2 Kings 2:1-12, Psalm 50:1-6, 2 Corinthians 4:3-6, Mark 9:2-9
Our gospel lesson starts at chapter 9 verse 2. I don’t know why the editors of the lectionary left out verse 1. It looks to me like verse 1 tells us what the Transfiguration was about, at least in part.
Here’s verse 1: “And Jesus said to them, ‘Truly, I tell you, there are some standing here who will not taste death before they see the Kingdom of God having come in power.’ And after six days, Jesus took Peter and James and John and led them up into a high mountain by themselves.”
And there they saw what Jesus said they would see, they saw it in his body all lit up, they saw the Kingdom of God having come in power.

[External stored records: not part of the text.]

//! Global runtime configuration.
//!
//! Provides the global verbose flag used by the `verbose_println!` macro
//! and the fixed resolutions shared across the histogram and signature
//! modules.

use std::sync::atomic::{AtomicBool, Ordering};

// Global verbose flag for controlling debug output
static VERBOSE: AtomicBool = AtomicBool::new(false);

/// Set the global verbose flag. When true, debug messages will be printed.
pub fn set_verbose(verbose: bool) {
    VERBOSE.store(verbose, Ordering::SeqCst);
}

/// Check if verbose mode is enabled.
pub fn is_verbose() -> bool {
    VERBOSE.load(Ordering::SeqCst)
}

/// Print a message to stderr only if verbose mode is enabled.
#[macro_export]
macro_rules! verbose_println {
    ($($arg:tt)*) => {
        if $crate::config::is_verbose() {
            eprintln!($($arg)*);
        }
    };
}

/// Number of histogram bins over the normalized [0, 1] sample range.
pub const HISTOGRAM_RESOLUTION: usize = 65536;

/// Decimal places retained when quantizing parameters into a cache
/// signature. Matches the display precision of the numeric fields so the
/// cache does not thrash on insignificant float noise.
pub const SIGNATURE_DECIMALS: u32 = 6;

/// Sample count above which per-pixel loops switch to rayon.
pub const PARALLEL_THRESHOLD: usize = 100_000;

You know the connection between power and light. When the lights come on is how you know the power is on.
Now let’s call Peter “Pete”. Do you remember what Pete Redell said last Sunday? Where you here for it? He told us he could see the Kingdom of God! He said that the reason he does all this volunteering in church is because when he does it he can see the Kingdom of God.
Had Pete been reading our lessons ahead of time? Or was Pete channeling Peter? Or (and now I am serious) was Pete bearing witness that Jesus has done some work on him, that Jesus has done this in his life, that the Lord Jesus has given him eyes to see the Kingdom of God revealed in ordinary places?

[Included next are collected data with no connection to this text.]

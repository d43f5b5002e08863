//! Spatial mask blending.
//!
//! A mask is a weight buffer in [0, 1] blending transformed and original
//! samples: `out = (1 - w) * original + w * transformed`, with `w`
//! flipped when the mask is inverted. Masks with fewer channels than the
//! target reuse channel 0 for every target channel.

use crate::buffer::SampleBuffer;

/// A named mask attached to a view.
#[derive(Debug, Clone)]
pub struct Mask {
    pub id: String,
    pub buffer: SampleBuffer,
    pub inverted: bool,
}

impl Mask {
    pub fn view(&self) -> MaskView<'_> {
        MaskView {
            buffer: &self.buffer,
            inverted: self.inverted,
        }
    }
}

/// Borrowed mask with its orientation resolved per lookup.
#[derive(Debug, Clone, Copy)]
pub struct MaskView<'a> {
    buffer: &'a SampleBuffer,
    inverted: bool,
}

impl<'a> MaskView<'a> {
    pub fn new(buffer: &'a SampleBuffer, inverted: bool) -> Self {
        Self { buffer, inverted }
    }

    pub fn width(&self) -> u32 {
        self.buffer.width()
    }

    pub fn height(&self) -> u32 {
        self.buffer.height()
    }

    /// Effective weight at a position. Channel 0 is reused when the mask
    /// has fewer channels than the target image.
    #[inline]
    pub fn weight(&self, x: u32, y: u32, channel: u8) -> f32 {
        let m = self.buffer.sample(x, y, channel).clamp(0.0, 1.0);
        if self.inverted {
            1.0 - m
        } else {
            m
        }
    }
}

/// Final mask pass: blend the post-transform buffer against the saved
/// pre-transform copy, per real color channel.
///
/// Point-transform kinds are masked this way uniformly; for the virtual
/// channel modes (Lightness/Saturation/Luminance) this is the only
/// correct place to mask, since their transform touches every real
/// channel at once.
pub fn blend_with_original(
    preview: &mut SampleBuffer,
    original: &SampleBuffer,
    mask: &MaskView<'_>,
) -> Result<(), String> {
    if preview.width() != original.width()
        || preview.height() != original.height()
        || preview.channels() != original.channels()
    {
        return Err(format!(
            "Mask blend shape mismatch: preview {}x{}x{}, original {}x{}x{}",
            preview.width(),
            preview.height(),
            preview.channels(),
            original.width(),
            original.height(),
            original.channels()
        ));
    }
    if mask.width() != preview.width() || mask.height() != preview.height() {
        return Err(format!(
            "Mask size {}x{} does not match target {}x{}",
            mask.width(),
            mask.height(),
            preview.width(),
            preview.height()
        ));
    }

    let channels = preview.channels();
    for y in 0..preview.height() {
        for x in 0..preview.width() {
            for c in 0..channels {
                let w = mask.weight(x, y, c);
                let transformed = preview.sample(x, y, c);
                let orig = original.sample(x, y, c);
                preview.set_sample(x, y, c, (1.0 - w) * orig + w * transformed);
            }
        }
    }
    Ok(())
}

#[cfg(test)]
mod tests {
    use super::*;

    fn constant(width: u32, height: u32, channels: u8, value: f32) -> SampleBuffer {
        let len = width as usize * height as usize * channels as usize;
        SampleBuffer::from_data(width, height, channels, vec![value; len]).unwrap()
    }

    #[test]
    fn test_opaque_mask_keeps_transformed() {
        let original = constant(4, 4, 3, 0.2);
        let mut preview = constant(4, 4, 3, 0.8);
        let mask_buf = constant(4, 4, 1, 1.0);
        let mask = MaskView::new(&mask_buf, false);
        blend_with_original(&mut preview, &original, &mask).unwrap();
        assert!(preview.data().iter().all(|&v| (v - 0.8).abs() < 1e-6));
    }

    #[test]
    fn test_zero_mask_restores_original() {
        let original = constant(4, 4, 3, 0.2);
        let mut preview = constant(4, 4, 3, 0.8);
        let mask_buf = constant(4, 4, 1, 0.0);
        let mask = MaskView::new(&mask_buf, false);
        blend_with_original(&mut preview, &original, &mask).unwrap();
        assert!(preview.data().iter().all(|&v| (v - 0.2).abs() < 1e-6));
    }

    #[test]
    fn test_inverted_mask_flips_weight() {
        let original = constant(1, 1, 1, 0.0);
        let mut preview = constant(1, 1, 1, 1.0);
        let mask_buf = constant(1, 1, 1, 0.25);
        let mask = MaskView::new(&mask_buf, true);
        blend_with_original(&mut preview, &original, &mask).unwrap();
        // effective weight 0.75
        assert!((preview.sample(0, 0, 0) - 0.75).abs() < 1e-6);
    }

    #[test]
    fn test_partial_weight_blends_linearly() {
        let original = constant(1, 1, 1, 0.0);
        let mut preview = constant(1, 1, 1, 1.0);
        let mask_buf = constant(1, 1, 1, 0.4);
        let mask = MaskView::new(&mask_buf, false);
        blend_with_original(&mut preview, &original, &mask).unwrap();
        assert!((preview.sample(0, 0, 0) - 0.4).abs() < 1e-6);
    }

    #[test]
    fn test_single_channel_mask_covers_rgb() {
        let original = constant(2, 2, 3, 0.0);
        let mut preview = constant(2, 2, 3, 1.0);
        let mask_buf = constant(2, 2, 1, 0.5);
        let mask = MaskView::new(&mask_buf, false);
        blend_with_original(&mut preview, &original, &mask).unwrap();
        assert!(preview.data().iter().all(|&v| (v - 0.5).abs() < 1e-6));
    }

    #[test]
    fn test_size_mismatch_rejected() {
        let original = constant(2, 2, 3, 0.0);
        let mut preview = constant(2, 2, 3, 1.0);
        let mask_buf = constant(3, 3, 1, 0.5);
        let mask = MaskView::new(&mask_buf, false);
        assert!(blend_with_original(&mut preview, &original, &mask).is_err());
    }
}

Pete said something else last week. He listed four things that make a church go. The first was belief in God, the second was the mission, the third was money, and the fourth was volunteers. Now you might make a different list, but when Pete talked about mission, and you all responded, then I thought, great. You’re making mission a high priority, so I can bring this sermon series to a close. Mission accomplished! So I will be starting a new series for Lent, next Sunday, and calling it The Walk to the Cross. But one last sermon on The Mission.

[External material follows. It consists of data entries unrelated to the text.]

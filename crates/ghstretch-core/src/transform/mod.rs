//! The point-transform engine.
//!
//! Maps one normalized sample value to its stretched value, keyed by the
//! active transform kind, with exact inversion where the configuration
//! is invertible. Derived curve coefficients are rebuilt only when the
//! parameter signature changes, never per sample.

mod kernels;
mod stf;


pub use stf::{mtf, StfCurve, BLACK_CLIPPING, MAD_SIGMA_SCALE, TARGET_BACKGROUND};

use crate::models::{validate_parameters, StretchKind, StretchParameters, StretchSignature};

use kernels::{Kernel, ZoneCurve};

/// Point-transform engine with cached coefficients.
///
/// The engine's only numeric contract beyond the curve shapes: output is
/// always finite — edge cases (degenerate normalization, non-finite
/// input, poles) map to 0.
#[derive(Debug)]
pub struct TransformEngine {
    params: StretchParameters,
    signature: StretchSignature,
    curve: Option<ZoneCurve>,
    stf: Vec<StfCurve>,
}

impl TransformEngine {
    /// Build an engine from validated parameters.
    pub fn new(params: &StretchParameters) -> Result<Self, String> {
        validate_parameters(params)?;
        let mut engine = Self {
            params: params.clone(),
            signature: StretchSignature::from(params),
            curve: None,
            stf: Vec::new(),
        };
        engine.rebuild_curve();
        Ok(engine)
    }

    /// Refresh cached coefficients if the parameters changed.
    ///
    /// Returns true when a rebuild happened; STF curves are cleared then
    /// and must be re-derived from target statistics.
    pub fn recalc_if_needed(&mut self, params: &StretchParameters) -> Result<bool, String> {
        let signature = StretchSignature::from(params);
        if signature == self.signature {
            return Ok(false);
        }
        validate_parameters(params)?;
        self.params = params.clone();
        self.signature = signature;
        self.stf.clear();
        self.rebuild_curve();
        Ok(true)
    }

    fn rebuild_curve(&mut self) {
        let p = &self.params;
        let kernel = if p.d > 0.0 {
            match p.kind {
                StretchKind::GeneralisedHyperbolic => Some(Kernel::ghs(p.d, p.b)),
                StretchKind::HistogramTransformation => Some(Kernel::Mtf { d: p.d }),
                StretchKind::Arcsinh => Some(Kernel::Arcsinh { d: p.d }),
                _ => None,
            }
        } else {
            None
        };
        self.curve = kernel.and_then(|k| ZoneCurve::new(k, p.lp, p.sp, p.hp));
    }

    pub fn params(&self) -> &StretchParameters {
        &self.params
    }

    pub fn signature(&self) -> &StretchSignature {
        &self.signature
    }

    /// Install per-channel STF curves derived from target statistics.
    pub fn set_stf(&mut self, curves: Vec<StfCurve>) {
        self.stf = curves;
    }

    /// Whether STF curves have been derived since the last parameter
    /// change. Only meaningful for the Stf kind.
    pub fn stf_ready(&self) -> bool {
        !self.stf.is_empty()
    }

    /// Evaluate the transform for one sample of one channel, honoring
    /// the configured `invert` flag.
    #[inline]
    pub fn evaluate(&self, value: f64, channel: usize) -> f64 {
        self.evaluate_with(value, channel, self.params.invert)
    }

    /// Evaluate with an explicit inversion request (the engine entry
    /// point of the preview pipeline; `invert` is only honored for
    /// invertible configurations, which validation guarantees upstream).
    pub fn evaluate_with(&self, value: f64, channel: usize, invert: bool) -> f64 {
        if !value.is_finite() {
            return 0.0;
        }
        let out = match self.params.kind {
            StretchKind::GeneralisedHyperbolic
            | StretchKind::HistogramTransformation
            | StretchKind::Arcsinh => match &self.curve {
                // D = 0 is the identity; a degenerate normalization at
                // extreme intensities maps to the defined 0 output
                None if self.params.d <= 0.0 => value,
                None => 0.0,
                Some(curve) => {
                    if invert {
                        curve.inverse(value)
                    } else {
                        curve.forward(value)
                    }
                }
            },
            StretchKind::Linear => {
                let range = self.params.wp - self.params.bp;
                if range <= 0.0 {
                    return 0.0;
                }
                if invert {
                    value * range + self.params.bp
                } else {
                    (value - self.params.bp) / range
                }
            }
            StretchKind::Inversion => 1.0 - value,
            // Blend is not a point transform; the compositor combines
            // buffers directly and the engine passes samples through.
            StretchKind::Blend => value,
            StretchKind::Stf => {
                if self.stf.is_empty() {
                    value
                } else {
                    let c = channel.min(self.stf.len() - 1);
                    self.stf[c].apply(value)
                }
            }
        };
        if out.is_finite() {
            out
        } else {
            0.0
        }
    }
}
//! PNG image input/output

use std::fs::File;
use std::io::{BufReader, BufWriter};
use std::path::Path;

use ghstretch_core::SampleBuffer;

/// Decode a PNG file into a normalized sample buffer. Grayscale sources
/// stay single-channel; an alpha channel is dropped.
pub fn read_png<P: AsRef<Path>>(path: P) -> Result<SampleBuffer, String> {
    let file = File::open(path.as_ref()).map_err(|e| format!("Failed to open PNG file: {}", e))?;
    let decoder = png::Decoder::new(BufReader::new(file));
    let mut reader = decoder
        .read_info()
        .map_err(|e| format!("Failed to read PNG info: {}", e))?;

    let info = reader.info();
    let width = info.width;
    let height = info.height;
    let color_type = info.color_type;
    let bit_depth = info.bit_depth;

    let mut buf = vec![0u8; reader.output_buffer_size()];
    let frame_info = reader
        .next_frame(&mut buf)
        .map_err(|e| format!("Failed to read PNG frame: {}", e))?;
    let bytes = &buf[..frame_info.buffer_size()];

    let (data, channels) = match (color_type, bit_depth) {
        (png::ColorType::Grayscale, png::BitDepth::Eight) => (decode8(bytes, 1, 1), 1),
        (png::ColorType::Grayscale, png::BitDepth::Sixteen) => (decode16(bytes, 1, 1), 1),
        (png::ColorType::GrayscaleAlpha, png::BitDepth::Eight) => (decode8(bytes, 2, 1), 1),
        (png::ColorType::GrayscaleAlpha, png::BitDepth::Sixteen) => (decode16(bytes, 2, 1), 1),
        (png::ColorType::Rgb, png::BitDepth::Eight) => (decode8(bytes, 3, 3), 3),
        (png::ColorType::Rgb, png::BitDepth::Sixteen) => (decode16(bytes, 3, 3), 3),
        (png::ColorType::Rgba, png::BitDepth::Eight) => (decode8(bytes, 4, 3), 3),
        (png::ColorType::Rgba, png::BitDepth::Sixteen) => (decode16(bytes, 4, 3), 3),
        _ => {
            return Err(format!(
                "Unsupported PNG format: {:?} with bit depth {:?}",
                color_type, bit_depth
            ));
        }
    };

    SampleBuffer::from_data(width, height, channels, data)
}

/// Normalize 8-bit samples, keeping the first `keep` of every `stride`
/// components (drops alpha).
fn decode8(bytes: &[u8], stride: usize, keep: usize) -> Vec<f32> {
    let mut data = Vec::with_capacity(bytes.len() / stride * keep);
    for px in bytes.chunks_exact(stride) {
        for &v in &px[..keep] {
            data.push(f32::from(v) / 255.0);
        }
    }
    data
}

/// Normalize big-endian 16-bit samples, keeping the first `keep` of every
/// `stride` components.
fn decode16(bytes: &[u8], stride: usize, keep: usize) -> Vec<f32> {
    let mut data = Vec::with_capacity(bytes.len() / (stride * 2) * keep);
    for px in bytes.chunks_exact(stride * 2) {
        for c in 0..keep {
            let v = u16::from_be_bytes([px[c * 2], px[c * 2 + 1]]);
            data.push(f32::from(v) / 65535.0);
        }
    }
    data
}

/// Encode a sample buffer as a 16-bit PNG (grayscale or RGB by channel
/// count). Samples are clamped into [0, 1] before quantization.
pub fn write_png16<P: AsRef<Path>>(buffer: &SampleBuffer, path: P) -> Result<(), String> {
    let color_type = match buffer.channels() {
        1 => png::ColorType::Grayscale,
        3 => png::ColorType::Rgb,
        n => return Err(format!("Cannot encode a {}-channel buffer as PNG", n)),
    };

    let file =
        File::create(path.as_ref()).map_err(|e| format!("Failed to create PNG file: {}", e))?;
    let mut encoder = png::Encoder::new(BufWriter::new(file), buffer.width(), buffer.height());
    encoder.set_color(color_type);
    encoder.set_depth(png::BitDepth::Sixteen);

    let mut writer = encoder
        .write_header()
        .map_err(|e| format!("Failed to write PNG header: {}", e))?;

    let mut bytes = Vec::with_capacity(buffer.data().len() * 2);
    for &v in buffer.data() {
        let q = (v.clamp(0.0, 1.0) * 65535.0).round() as u16;
        bytes.extend_from_slice(&q.to_be_bytes());
    }
    writer
        .write_image_data(&bytes)
        .map_err(|e| format!("Failed to write PNG data: {}", e))
}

The mission of God is the kingdom of God. What Pete Redell hath joined together, let no man put asunder. The kingdom of God is the Bible’s most important image for the mission that God is on, and that’s in both Testaments. Jesus kept proclaiming it because the Jewish people wanted it, and they wanted it because the Torah and the Prophets told them to.
The kingdom of God doesn’t show up so much in the epistles of St. Paul, but his equivalent is the phrase, “the power of the resurrection.” Notice that word “power” again. That’s the same power that lights up Our Lord in the Transfiguration, and the power which, in our Epistle reading, gives the light to the glory of Christ. This glory is not a static glory, but dynamic, like sunlight, pouring out energy and giving life, the glory of God in the face of Jesus Christ, which Peter, James, and John could see there on the mountaintop, they could see the Kingdom of God having come in power.
The Kingdom of God, the Reign of God, the Realm of God, the Dominion of God, the Commonwealth of God, the Sovereignty of God, call it what you want, this is the summation of God’s active mission in the world. God’s sovereignty is a saving sovereignty. God is on a mission to save the world, and heal it and cleanse it from the sin and death that we brought into it. The coming of the kingdom is how the mission is accomplished. And that’s why Our Lord taught us to pray, “thy kingdom come, thy will be done on earth as it is in heaven.” We pray, "Accomplish your mission, O God."
God’s kingdom comes not just by God sending it. God brings it, it comes with God, God comes. God came, in that man Jesus of Nazareth, God incarnate, the Incarnation was God’s mission trip into the world to save the world. And as we’ve been seeing in this sermon series, God saves the world not in the gross conglomerate, but as communities of individuals.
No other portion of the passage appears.